Through this process of preservation, which differs from conventional preservation in that the respective body parts (be it a vein, organ or entire body) are preserved from the inside out, meaning that bodies can be positioned in all manner of poses.  These exihibits explicitly reveal the biology that we have been taught since pre-school but have never been able to see in all it’s tactile beauty. 

Gunther says “When, as an anatomy assistant, I saw my first specimen embedded in a polymer block, I wondered why the polymer had been poured around the outside of the specimen as having the polymer within the specimen would stabilize it from the inside out. I could not get this question out of my mind”

...and so, like all good Mad Scientists, he experimented, made mistakes, turned the process on it's head then introduced his invention to the scientific community.

Plastination works by removing water and fats from the body and replacing them with reactive polymers*, thus depriving bacteria of what they need to survive and halting any bacterial decomposition.

(*For a full explanation of the process of plastination click here)

Gunther’s exhibitions present preserved cadavers, kicking footballs, riding horses still born babies and, tragically, babies still safely tucked inside their mothers, in galleries around the world. 

His recent work has worked more with the bodies of animals which, for me, is particularly fascinating.  The anatomy of an elephant tends not to be on the curriculum in even the very best of schools. 

I truly believe you have to see these exhibits ‘up close and personal’ (more personal than you could imagine!) to really understand their import and power to move, so if you would like to find out about upcoming exhibitions, more about the process, or even to donate your body to the Institute of Plastination upon your death (chirpy way to end the post!) check out his website.

Sunday, 15 August 2010

Biology lessons on the skin

There are those with tattoos and there are those without and there is no intermediary spectrum, visible or otherwise, to bridge that gap.  There  is, however, quite an array of characters within the tattooed among us.  There are the bull dogs, the '50s pin ups, the tribal tats and the foliage clinging like an angry parasite to hairy limbs.  Then, there are those with biologically accurate sneak-peeks into the human anatomy.  Let me show you what I mean.

A person-to-be, cuddled up foetally, resting happily on that sturdy-looking pelvis before having to make the treacherous passage through it and into this light, airy world we live in. I do have one question, what part of the body is this tattoo on?  It doesn't looking like a burgeoning belly, or any stomach for that matter.  Answers on a postcard.
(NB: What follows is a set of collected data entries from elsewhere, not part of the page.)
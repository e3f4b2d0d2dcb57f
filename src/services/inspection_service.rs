// src/services/inspection_service.rs

use std::sync::Arc;

use uuid::Uuid;

use crate::{
    common::{
        error::AppError,
        storage::{validate_photo, FileStore, UploadArea},
    },
    db::{NoticeRepository, PropertyRepository},
    middleware::{
        auth::AuthenticatedUser,
        rbac::{authorize, ensure, Action, Decision},
    },
    models::notice::{
        default_tab, plan_checklist_updates, ChecklistItemUpdate, ChecklistSaved, ChecklistView, Notice,
        NoticeDetails, NoticeHistory, NoticeIndex, NoticeStatus, NoticeSummary, PhotoUploaded,
        StartInspectionResponse,
    },
};

// Foto recebida no multipart, ainda não validada
pub struct PhotoUpload<'a> {
    pub notice_id: Uuid,
    pub checklist_item_id: Option<Uuid>,
    pub file_name: Option<&'a str>,
    pub bytes: &'a [u8],
}

#[derive(Clone)]
pub struct InspectionService {
    repo: NoticeRepository,
    property_repo: PropertyRepository,
    file_store: Arc<dyn FileStore>,
}

impl InspectionService {
    pub fn new(repo: NoticeRepository, property_repo: PropertyRepository, file_store: Arc<dyn FileStore>) -> Self {
        Self {
            repo,
            property_repo,
            file_store,
        }
    }

    // Gestor e síndico veem tudo; morador só o que solicitou
    fn scope(user: &AuthenticatedUser) -> Option<Uuid> {
        match authorize(user.role, Action::ViewAllInspections) {
            Decision::Allow => None,
            Decision::Deny(_) => Some(user.id),
        }
    }

    async fn visible_notice(&self, user: &AuthenticatedUser, id: Uuid) -> Result<Notice, AppError> {
        let notice = self
            .repo
            .find_by_id(self.repo.pool(), id)
            .await?
            .ok_or(AppError::InspectionNotFound)?;

        match Self::scope(user) {
            Some(owner) if notice.solicitante_id != owner => Err(AppError::InspectionNotFound),
            _ => Ok(notice),
        }
    }

    // =========================================================================
    //  TRANSIÇÕES
    // =========================================================================

    /// Cria uma vistoria Pendente em nome de quem solicita.
    pub async fn request(&self, user: &AuthenticatedUser, property_id: Option<Uuid>) -> Result<Notice, AppError> {
        ensure(user.role, Action::RequestInspection)?;

        let mut tx = self.repo.pool().begin().await?;

        if let Some(property_id) = property_id {
            if !self.property_repo.exists(&mut *tx, property_id).await? {
                return Err(AppError::PropertyNotFound);
            }
        }

        let notice = self
            .repo
            .create(&mut *tx, user.id, None, property_id, NoticeStatus::Pendente)
            .await?;
        tx.commit().await?;

        tracing::info!(notice_id = %notice.id, user_id = %user.id, "Vistoria solicitada");
        Ok(notice)
    }

    /// Assume a vistoria existente: gestor := chamador, status EmProgresso e
    /// checklist padrão semeado se ainda não houver itens.
    pub async fn start_existing(&self, gestor: &AuthenticatedUser, notice_id: Uuid) -> Result<ChecklistView, AppError> {
        let mut tx = self.repo.pool().begin().await?;

        let notice = self
            .repo
            .lock_by_id(&mut *tx, notice_id)
            .await?
            .ok_or(AppError::InspectionNotFound)?;
        notice.ensure_open()?;

        self.repo.mark_in_progress(&mut *tx, notice_id, gestor.id).await?;

        if self.repo.item_ids(&mut *tx, notice_id).await?.is_empty() {
            let seeded = self.repo.seed_checklist(&mut *tx, notice_id).await?;
            tracing::info!(notice_id = %notice_id, items = seeded, "Checklist padrão criado");
        }

        tx.commit().await?;

        tracing::info!(notice_id = %notice_id, gestor_id = %gestor.id, "Vistoria iniciada");
        self.checklist(gestor, notice_id, false).await
    }

    /// Cria a vistoria já em andamento para o imóvel, com os 15 itens, numa transação.
    pub async fn start_for_property(
        &self,
        gestor: &AuthenticatedUser,
        property_id: Uuid,
    ) -> Result<StartInspectionResponse, AppError> {
        let mut tx = self.repo.pool().begin().await?;

        if !self.property_repo.exists(&mut *tx, property_id).await? {
            return Err(AppError::PropertyNotFound);
        }

        let notice = self
            .repo
            .create(
                &mut *tx,
                gestor.id,
                Some(gestor.id),
                Some(property_id),
                NoticeStatus::EmProgresso,
            )
            .await?;

        self.repo.seed_checklist(&mut *tx, notice.id).await?;
        let item_ids = self.repo.item_ids(&mut *tx, notice.id).await?;

        tx.commit().await?;

        tracing::info!(notice_id = %notice.id, property_id = %property_id, "Vistoria aberta pelo gestor");
        Ok(StartInspectionResponse {
            success: true,
            notice_id: notice.id,
            item_ids,
        })
    }

    pub async fn save_checklist(
        &self,
        notice_id: Uuid,
        updates: &[ChecklistItemUpdate],
    ) -> Result<ChecklistSaved, AppError> {
        let mut tx = self.repo.pool().begin().await?;

        let notice = self
            .repo
            .lock_by_id(&mut *tx, notice_id)
            .await?
            .ok_or(AppError::InspectionNotFound)?;
        notice.ensure_open()?;

        let items = self.repo.list_items(&mut *tx, notice_id).await?;
        let plan = plan_checklist_updates(&items, updates);

        let mut updated = 0;
        for (item_id, status) in &plan {
            if self.repo.set_item_status(&mut *tx, notice_id, *item_id, *status).await? {
                updated += 1;
            }
        }

        tx.commit().await?;

        if plan.len() < updates.len() {
            tracing::debug!(
                notice_id = %notice_id,
                skipped = updates.len() - plan.len(),
                "Itens ignorados ao salvar checklist"
            );
        }

        Ok(ChecklistSaved {
            success: true,
            message: "Checklist salvo com sucesso!".to_string(),
            updated,
        })
    }

    /// Valida o arquivo antes de qualquer acesso ao banco ou ao disco.
    pub async fn upload_photo(
        &self,
        user: &AuthenticatedUser,
        upload: PhotoUpload<'_>,
    ) -> Result<PhotoUploaded, AppError> {
        let extension = validate_photo(upload.file_name, upload.bytes.len()).inspect_err(|e| {
            tracing::warn!(notice_id = %upload.notice_id, size = upload.bytes.len(), "Foto rejeitada: {}", e);
        })?;

        ensure(user.role, Action::AttachInspectionPhoto)?;

        let notice = self.visible_notice(user, upload.notice_id).await?;
        notice.ensure_open()?;

        if let Some(item_id) = upload.checklist_item_id {
            if !self.repo.item_belongs_to(self.repo.pool(), notice.id, item_id).await? {
                return Err(AppError::ChecklistItemNotInInspection);
            }
        }

        let stored = self.file_store.save(UploadArea::Vistorias, &extension, upload.bytes).await?;

        let foto = match self
            .repo
            .insert_foto(self.repo.pool(), notice.id, upload.checklist_item_id, &stored.public_path)
            .await
        {
            Ok(foto) => foto,
            Err(e) => {
                if let Err(cleanup) = self.file_store.remove(&stored).await {
                    tracing::error!(path = %stored.public_path, "Falha ao remover foto órfã: {}", cleanup);
                }
                return Err(e);
            }
        };

        tracing::info!(notice_id = %notice.id, foto_id = %foto.id, "Foto de vistoria registrada");
        Ok(PhotoUploaded {
            success: true,
            file_path: stored.public_path,
            file_name: stored.file_name,
        })
    }

    pub async fn conclude(&self, notice_id: Uuid) -> Result<Notice, AppError> {
        let mut tx = self.repo.pool().begin().await?;

        let notice = self
            .repo
            .lock_by_id(&mut *tx, notice_id)
            .await?
            .ok_or(AppError::InspectionNotFound)?;
        notice.ensure_open()?;

        let concluded = self.repo.mark_resolved(&mut *tx, notice_id).await?;
        tx.commit().await?;

        tracing::info!(notice_id = %notice_id, "Vistoria concluída");
        Ok(concluded)
    }

    // =========================================================================
    //  CONSULTAS
    // =========================================================================

    async fn summaries(&self, user: &AuthenticatedUser, notice_id: Option<Uuid>) -> Result<Vec<NoticeSummary>, AppError> {
        let rows = self
            .repo
            .list_summaries(self.repo.pool(), Self::scope(user), notice_id)
            .await?;
        Ok(rows.into_iter().map(NoticeSummary::from).collect())
    }

    pub async fn index(&self, user: &AuthenticatedUser, tab: Option<&str>) -> Result<NoticeIndex, AppError> {
        Ok(NoticeIndex {
            active_tab: default_tab(user.role, tab),
            notices: self.summaries(user, None).await?,
            properties: self.property_repo.list_options(self.repo.pool()).await?,
        })
    }

    pub async fn history(&self, user: &AuthenticatedUser) -> Result<NoticeHistory, AppError> {
        Ok(NoticeHistory::split(self.summaries(user, None).await?))
    }

    /// Checklist com itens na ordem do modelo. `read_only` vem da rota usada.
    pub async fn checklist(
        &self,
        user: &AuthenticatedUser,
        notice_id: Uuid,
        read_only: bool,
    ) -> Result<ChecklistView, AppError> {
        let notice = self
            .summaries(user, Some(notice_id))
            .await?
            .into_iter()
            .next()
            .ok_or(AppError::InspectionNotFound)?;

        let pool = self.repo.pool();
        Ok(ChecklistView {
            itens: self.repo.list_items(pool, notice_id).await?,
            fotos: self.repo.list_fotos(pool, notice_id).await?,
            notice,
            read_only,
        })
    }

    pub async fn item_ids(&self, user: &AuthenticatedUser, notice_id: Uuid) -> Result<Vec<Uuid>, AppError> {
        let notice = self.visible_notice(user, notice_id).await?;
        self.repo.item_ids(self.repo.pool(), notice.id).await
    }

    pub async fn details(&self, user: &AuthenticatedUser, notice_id: Uuid) -> Result<NoticeDetails, AppError> {
        let notice = self.visible_notice(user, notice_id).await?;
        let pool = self.repo.pool();

        let items = self.repo.list_items(pool, notice.id).await?;
        let fotos = self.repo.list_fotos(pool, notice.id).await?;

        Ok(NoticeDetails::new(&notice, items, fotos))
    }
}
On the topic of the female reproductive system, what says "be mine" to a prospective suitor than finding a diagram of your womb, complete with those little walnut ovaries and dedicated fallopian tubes, greeting him on the first date (or second or third, dependent on your principles).  Has there ever been a stronger aphrodisiac? 

Likewise, opening up your heart to your loved one can become more literal than you had perhaps previously imagined!
Welcome to the gun show!  Here, ladies and gentleman, we have an arm.  Complete with tendons, ligaments and a fair amount of detail in those average-looking biceps. 

[Insert witty dodgy-hand-tattoo comment here]

This is one of my favourites!  Disappointing, however, that with all that effort he only decided to go for 22 ribs, rather than the usual 24.   He seems to have included only the 11th, and not the 12th, floating rib at the back.  Oh well, we can't all be scientists (or look it up in a primary school text book before getting it permanently inked on your skin).  He could perhaps have been making a statement; say for example he was born with the benign abnormality of having 2 less ribs than most (not uncommon) and his tattoo was an attempt to stick his mutation to the world.  Unlikely though.

This is the best picture I could find of this one but it's a nice little preview!

We'll finish with a guy/girl with a sense of humour!  A cute little kidney dangling from a kidney removal scar - way to make the most of a bad situation!!